Unified/managed memory
- all processors see single coherent memory image with common address space
- no explicit memory copy calls needed
- performance issues with page faults, scheduling of copies, sync
- behaviour is hardware-generation dependent
avoid expensive data movement, keeping most operations on device including init.
prefetch managed memory when needed.
use explicit memory copies.
Prefetching: move data to GPU prior to needing it
Advise: establish location where data resides, only copy data on demand on non-residing device
Host (CPU) manages device (GPU) memory, and copies it back and forth.

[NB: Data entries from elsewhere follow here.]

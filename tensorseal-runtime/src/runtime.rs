//! Model runtime capability.
//!
//! The inference engine is an external collaborator. This trait is the
//! boundary: a set of given, stable, synchronous primitives mirroring a
//! C-style interpreter API (nullable constructors, boolean statuses,
//! explicit deletes). The handoff adapter translates these into typed
//! errors and owns the call ordering; implementations do not.
//!
//! Release methods are explicit rather than hidden in `Drop` so that the
//! interpreter-before-model teardown ordering is part of the visible
//! contract and can be observed by tests.

/// A synchronous model runtime.
///
/// Handles are opaque to the adapter: it holds them only long enough to
/// complete the validation sequence and must release them, interpreter
/// before model, on every exit path.
pub trait ModelRuntime {
    /// Parsed model handle.
    type Model;

    /// Interpreter construction options handle.
    type Options;

    /// Interpreter handle. Holds references into the model's graph
    /// structures, so it must be released before the model.
    type Interpreter;

    /// Parse model bytes. Returns `None` if the runtime rejects them.
    ///
    /// The runtime must copy whatever it needs out of `bytes`; the buffer
    /// is not valid past this call's enclosing handoff.
    fn build_model(&self, bytes: &[u8]) -> Option<Self::Model>;

    /// Create interpreter options with runtime defaults.
    fn build_options(&self) -> Self::Options;

    /// Set the interpreter thread count on an options handle.
    fn set_thread_count(&self, options: &mut Self::Options, threads: i32);

    /// Construct an interpreter bound to the model. Returns `None` on
    /// failure; the caller still owns (and must release) the model.
    fn build_interpreter(
        &self,
        model: &Self::Model,
        options: &Self::Options,
    ) -> Option<Self::Interpreter>;

    /// Release an options handle. Options are not needed once the
    /// interpreter exists.
    fn release_options(&self, options: Self::Options);

    /// Allocate tensor storage for the interpreter's graph.
    fn allocate_tensors(&self, interpreter: &mut Self::Interpreter) -> bool;

    /// Byte size of the input tensor at `index`, or `None` if it does not
    /// exist or is not allocated.
    fn input_byte_size(&self, interpreter: &Self::Interpreter, index: usize) -> Option<usize>;

    /// Fill the input tensor at `index` with a constant byte. Returns
    /// `false` if the tensor does not exist or is not writable.
    fn fill_input(&self, interpreter: &mut Self::Interpreter, index: usize, value: u8) -> bool;

    /// Run one forward pass.
    fn invoke(&self, interpreter: &mut Self::Interpreter) -> bool;

    /// Byte size of the output tensor at `index`, or `None` if it does
    /// not exist or is not allocated.
    fn output_byte_size(&self, interpreter: &Self::Interpreter, index: usize) -> Option<usize>;

    /// Release an interpreter handle. Must happen before the model it was
    /// built against is released.
    fn release_interpreter(&self, interpreter: Self::Interpreter);

    /// Release a model handle.
    fn release_model(&self, model: Self::Model);
}
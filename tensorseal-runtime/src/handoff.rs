//! Model handoff adapter.
//!
//! Drives a decrypted model buffer through the runtime's minimal
//! allocate → invoke → inspect sequence. This is a bring-up check that the
//! decrypted graph is structurally executable, not a correctness check of
//! outputs: the input is synthetic zeros and no numeric validation is
//! performed.

use crate::error::HandoffError;
use crate::runtime::ModelRuntime;

/// Interpreter thread count. Fixed small constant; the runtime's own
/// tensor-op execution is the only parallelism in the system.
pub const INTERPRETER_THREADS: i32 = 2;

/// What the proof-of-life pass observed.
#[derive(Debug, Clone, Copy, PartialEq, Eq)]
pub struct LoadReport {
    /// Byte size of the first input tensor.
    pub input_bytes: usize,
    /// Byte size of the first output tensor.
    pub output_bytes: usize,
}

/// Load a plaintext model into the runtime and verify it executes.
///
/// Sequence: parse model → build interpreter (options released as soon as
/// the interpreter exists) → allocate tensors → zero-fill the first input →
/// one forward pass → confirm the first output is non-empty. The first
/// failing step short-circuits the rest, but teardown always runs:
/// interpreter first, then model, on every exit path.
///
/// `plaintext` is borrowed for the duration of the call only; the runtime
/// copies what it needs.
///
/// # Errors
///
/// The first failing step's error. `ModelParseFailed` is the usual signal
/// that decryption used the wrong key or the envelope was corrupted.
pub fn load_and_verify<R: ModelRuntime>(
    runtime: &R,
    plaintext: &[u8],
) -> Result<LoadReport, HandoffError> {
    // Nothing acquired yet; a parse failure has nothing to release.
    let model = match runtime.build_model(plaintext) {
        Some(model) => model,
        None => return Err(HandoffError::ModelParseFailed),
    };

    let mut options = runtime.build_options();
    runtime.set_thread_count(&mut options, INTERPRETER_THREADS);
    let interpreter = runtime.build_interpreter(&model, &options);
    runtime.release_options(options);

    let mut interpreter = match interpreter {
        Some(interpreter) => interpreter,
        None => {
            runtime.release_model(model);
            return Err(HandoffError::InterpreterCreateFailed);
        }
    };

    let verdict = prove_alive(runtime, &mut interpreter);

    // Teardown ordering invariant: the interpreter holds references into
    // the model's graph structures. Interpreter first, model second.
    runtime.release_interpreter(interpreter);
    runtime.release_model(model);

    verdict
}

/// Allocate, run one synthetic forward pass, inspect the output.
///
/// Shared by the discard and keep loaders. The caller owns teardown.
pub(crate) fn prove_alive<R: ModelRuntime>(
    runtime: &R,
    interpreter: &mut R::Interpreter,
) -> Result<LoadReport, HandoffError> {
    if !runtime.allocate_tensors(interpreter) {
        return Err(HandoffError::TensorAllocationFailed);
    }

    // A graph whose first input tensor is absent or unwritable did not
    // come up with usable input storage.
    let input_bytes = match runtime.input_byte_size(interpreter, 0) {
        Some(size) => size,
        None => return Err(HandoffError::TensorAllocationFailed),
    };
    if !runtime.fill_input(interpreter, 0, 0) {
        return Err(HandoffError::TensorAllocationFailed);
    }

    if !runtime.invoke(interpreter) {
        return Err(HandoffError::InvokeFailed);
    }

    // Non-null, non-zero output is all this check claims.
    match runtime.output_byte_size(interpreter, 0) {
        Some(output_bytes) if output_bytes > 0 => Ok(LoadReport {
            input_bytes,
            output_bytes,
        }),
        _ => Err(HandoffError::OutputUnavailable),
    }
}
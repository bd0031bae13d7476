//! Envelope parsing and bounds checking.
//!
//! Wire format:
//! ```text
//! +-----------------+----------------------+
//! | NONCE (16 B)    | CIPHERTEXT (N bytes) |
//! +-----------------+----------------------+
//! ```
//!
//! No other header, length field, or magic number exists at this layer.
//! A zero-length ciphertext body is valid.

use crate::error::SealError;

/// Nonce / IV prefix length. The full 16 bytes form the initial CTR
/// counter block.
pub const NONCE_LEN: usize = 16;

/// A validated envelope.
///
/// The body is borrowed from the input buffer; parsing never mutates or
/// copies the caller's ciphertext. The caller may reclaim its buffer once
/// the envelope (and anything derived from it) is dropped.
#[derive(Debug, Clone, Copy, PartialEq, Eq)]
pub struct Envelope<'a> {
    nonce: [u8; NONCE_LEN],
    body: &'a [u8],
}

impl<'a> Envelope<'a> {
    /// Split raw input into nonce and ciphertext body.
    ///
    /// # Errors
    ///
    /// Returns `SealError::MalformedInput` if the input is shorter than
    /// the 16-byte nonce. This is the only validation this layer can do:
    /// without an authentication tag, the body bytes are opaque.
    pub fn parse(raw: &'a [u8]) -> Result<Self, SealError> {
        // Bounds check: must at least hold the nonce
        if raw.len() < NONCE_LEN {
            return Err(SealError::MalformedInput);
        }

        let (prefix, body) = raw.split_at(NONCE_LEN);
        let mut nonce = [0u8; NONCE_LEN];
        nonce.copy_from_slice(prefix);

        Ok(Self { nonce, body })
    }

    /// Get the nonce.
    pub fn nonce(&self) -> &[u8; NONCE_LEN] {
        &self.nonce
    }

    /// Get the ciphertext body.
    pub fn body(&self) -> &[u8] {
        self.body
    }
}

Example with unified memory:
__global__ void AplusB(int *ret, int a, int b) {
ret[threadIdx.x] = a + b + threadIdx.x;
}
int main() {
int *ret, i;
cudaMallocManaged(&ret, 1000 * sizeof(int));
AplusB<<< 1, 1000 >>>(ret, 10, 100);
cudaDeviceSynchronize();
for (i = 0; i < 1000; ++i) printf("%d ", host_ret[i]);
cudaFree(ret);
}
Example with explicit copies
__global__ void AplusB(int *ret, int a, int b) {
ret[threadIdx.x] = a + b + threadIdx.x;
}
int main() {
int *ret, i;
cudaMalloc(&ret, 1000 * sizeof(int));
AplusB<<< 1, 1000 >>>(ret, 10, 100);
int *host_ret = malloc(1000 * sizeof(int));
cudaMemcpy(host_ret, ret, 1000 * sizeof(int), cudaMemcpyDefault);
for (i = 0; i < 1000; ++i) printf("%d ", host_ret[i]);
free(host_ret); cudaFree(ret);
}
Memory coalescing
- combining multiple memory accesses into one transaction.
- group memory accesses in as few memory transactions as possible.
- stride 1 access patterns preferred.
- structure of arrays is often better than array of structures.